Whoever is the next President is unlikely to redress the balance by raising taxes on higher earners. Bernie Sanders tried to popularise such a policy and look where it got him. However, under a Democratic President there might be a move towards increasing spending. Modern Monetary Theory (MMT) is popular on the left wing of the Democratic Party and may make small steps towards the mainstream. This policy (which I looked at here) in effect suggests that because governments are the monopoly supplier of money they can provide unlimited quantities of liquidity without creating inflation. There is a lot wrong with the economics of MMT – it’s the Democratic equivalent of trickle-down – but it might spark a bigger debate about how to boost public spending to benefit those left behind. The Republicans do not appear to have any new economic ideas other than more of the same. However, this will not help the left-behind and will likely lead to greater stridency as both sides continue to shout at each other across the divide.
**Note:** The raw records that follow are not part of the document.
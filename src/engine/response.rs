//! Engine result and error types

use serde::{Deserialize, Serialize};
use serde_json::Value;
use thiserror::Error;

/// Error types for modeling engine operations
#[derive(Debug, Error)]
pub enum EngineError {
    #[error("Failed to launch engine '{program}': {reason}")]
    Spawn { program: String, reason: String },

    #[error("Engine exited with code {code}: {stderr}")]
    Exit { code: i32, stderr: String },

    #[error("Engine initialization failed: {0}")]
    Initialization(String),

    #[error("Invalid engine output: {0}")]
    Decode(String),

    #[error("Internal error: {0}")]
    Internal(String),
}

/// Aggregated engine outputs.
///
/// This layer never interprets these values; they are handed back to the
/// caller exactly as the engine produced them.
#[derive(Debug, Clone, Default, PartialEq, Serialize, Deserialize)]
#[serde(rename_all = "camelCase")]
pub struct PipelineResult {
    /// Net secretion fluxes per sample
    #[serde(default)]
    pub net_secretion_fluxes: Value,

    /// Net uptake fluxes per sample
    #[serde(default)]
    pub net_uptake_fluxes: Value,

    /// Ordination (multidimensional scaling) coordinates
    #[serde(default)]
    pub ordination: Value,

    /// Per-model reaction and metabolite statistics
    #[serde(default)]
    pub model_stats: Value,

    /// Summary table of the reaction/metabolite statistics
    #[serde(default)]
    pub summary: Value,

    /// Stratified significance statistics (empty without an info file)
    #[serde(default)]
    pub stratified_stats: Value,

    /// Whether every community model was built and solved correctly
    #[serde(default)]
    pub models_ok: bool,
}
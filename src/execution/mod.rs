//! Run execution: worker pool, process context and orchestration

pub mod context;
pub mod orchestrator;
pub mod pool;
pub mod workdir;

pub use context::ProcessContext;
pub use orchestrator::{PipelineEvent, PipelineOrchestrator, PreparedRun, RunOutcome};
pub use pool::{ParallelExecutionManager, PoolBackend, PoolHandle, RayonBackend, WorkerPool};
pub use workdir::WorkingDirGuard;
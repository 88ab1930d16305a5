//! Test: Worker pool lifecycle across runs

use crate::helpers::*;
use mgpipe::core::PipelineError;
use mgpipe::execution::PipelineEvent;

/// One worker means sequential mode, which is rejected before any file is read
#[tokio::test]
async fn test_single_worker_aborts_before_validation() {
    let fixture = Fixture::new();
    // Both of these would fail validation if they were reached
    fixture.write_abundance(&[("Bacteroides", vec![3.0])]);
    let engine = MockEngine::new();
    let backend = FakePoolBackend::new();
    let orchestrator = orchestrator(&fixture, engine.clone(), backend.clone());

    for workers in [0, 1] {
        let err = orchestrator
            .execute(
                fixture.required(),
                fixture.optional().with_num_workers(workers).with_diet("Missing"),
            )
            .await
            .unwrap_err();
        assert!(
            matches!(err, PipelineError::SequentialModeUnsupported { requested } if requested == workers),
            "unexpected error {:?}",
            err
        );
    }
    assert_eq!(backend.created(), 0);
    assert_eq!(engine.run_count(), 0);
}

/// Two runs in one process share a single pool
#[tokio::test]
async fn test_pool_reused_across_runs() {
    let fixture = Fixture::new();
    let backend = FakePoolBackend::new();
    let orchestrator = orchestrator(&fixture, MockEngine::new(), backend.clone());
    let events = record_events(&orchestrator);

    orchestrator
        .execute(fixture.required(), fixture.optional().with_num_workers(4))
        .await
        .unwrap();
    let first = orchestrator.context().pool_manager().current().unwrap();

    orchestrator
        .execute(fixture.required(), fixture.optional().with_num_workers(4))
        .await
        .unwrap();
    let second = orchestrator.context().pool_manager().current().unwrap();

    assert!(first.same_pool(&second));
    assert_eq!(backend.created(), 1);

    let pool_events: Vec<bool> = events
        .lock()
        .unwrap()
        .iter()
        .filter_map(|e| match e {
            PipelineEvent::PoolReady { reused, .. } => Some(*reused),
            _ => None,
        })
        .collect();
    assert_eq!(pool_events, vec![false, true]);
}

/// Missing parallel capability is reported as such
#[tokio::test]
async fn test_capability_missing() {
    let fixture = Fixture::new();
    let engine = MockEngine::new();
    let orchestrator = orchestrator(&fixture, engine.clone(), FakePoolBackend::incapable());

    let err = orchestrator
        .execute(fixture.required(), fixture.optional())
        .await
        .unwrap_err();
    assert!(matches!(err, PipelineError::CapabilityMissing(_)));
    assert_eq!(engine.run_count(), 0);
}

/// Releasing the pool lets the next run start a fresh one
#[tokio::test]
async fn test_release_between_runs() {
    let fixture = Fixture::new();
    let backend = FakePoolBackend::new();
    let orchestrator = orchestrator(&fixture, MockEngine::new(), backend.clone());

    orchestrator
        .execute(fixture.required(), fixture.optional())
        .await
        .unwrap();
    assert!(orchestrator.context().pool_manager().release());
    assert!(!orchestrator.context().pool_manager().is_active());

    orchestrator
        .execute(fixture.required(), fixture.optional())
        .await
        .unwrap();
    assert_eq!(backend.created(), 2);
}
There is little doubt that the US, like the UK, needs a radical economic and political overhaul. This is simply not going to happen. As the neoconservative commentator Bill Kristol noted in an article today, the day after the election can be characterised as a mixture of the good, the bad and the ugly. In his view, the good news is that Joe Biden is more likely to be president than Donald Trump – and this from a leading light of the neocon movement. The bad is that the election will leave both the Republicans and the Democrats worse off than before, since the fairly even showing of both parties does not suggest any incentive to rethink their strategy. The ugly is that “after four years of seeing Donald Trump govern … the American people rewarded President Trump with an increased share of the overall vote. To some very real degree … We have met the enemy and he is us.” Whoever occupies the White House in January will continue to face a restive electorate.

Tuesday, 13 October 2020

The last days of empire?

Most of us are not privileged to witness major historical events at close hand. Even if we did, we would be unlikely to fully understand their significance. Imagine being present at the signing of the Magna Carta in 1215, little knowing that it would represent one of the first attempts to codify individual freedoms that would echo down the centuries. Nor would many people have seen the Ninety-five Theses supposedly pinned to the door of All Saints' Church in Wittenberg by Martin Luther in 1517, but we are all familiar with the resultant splits within the Catholic Church which were arguably a first step on the road to the Age of Enlightenment.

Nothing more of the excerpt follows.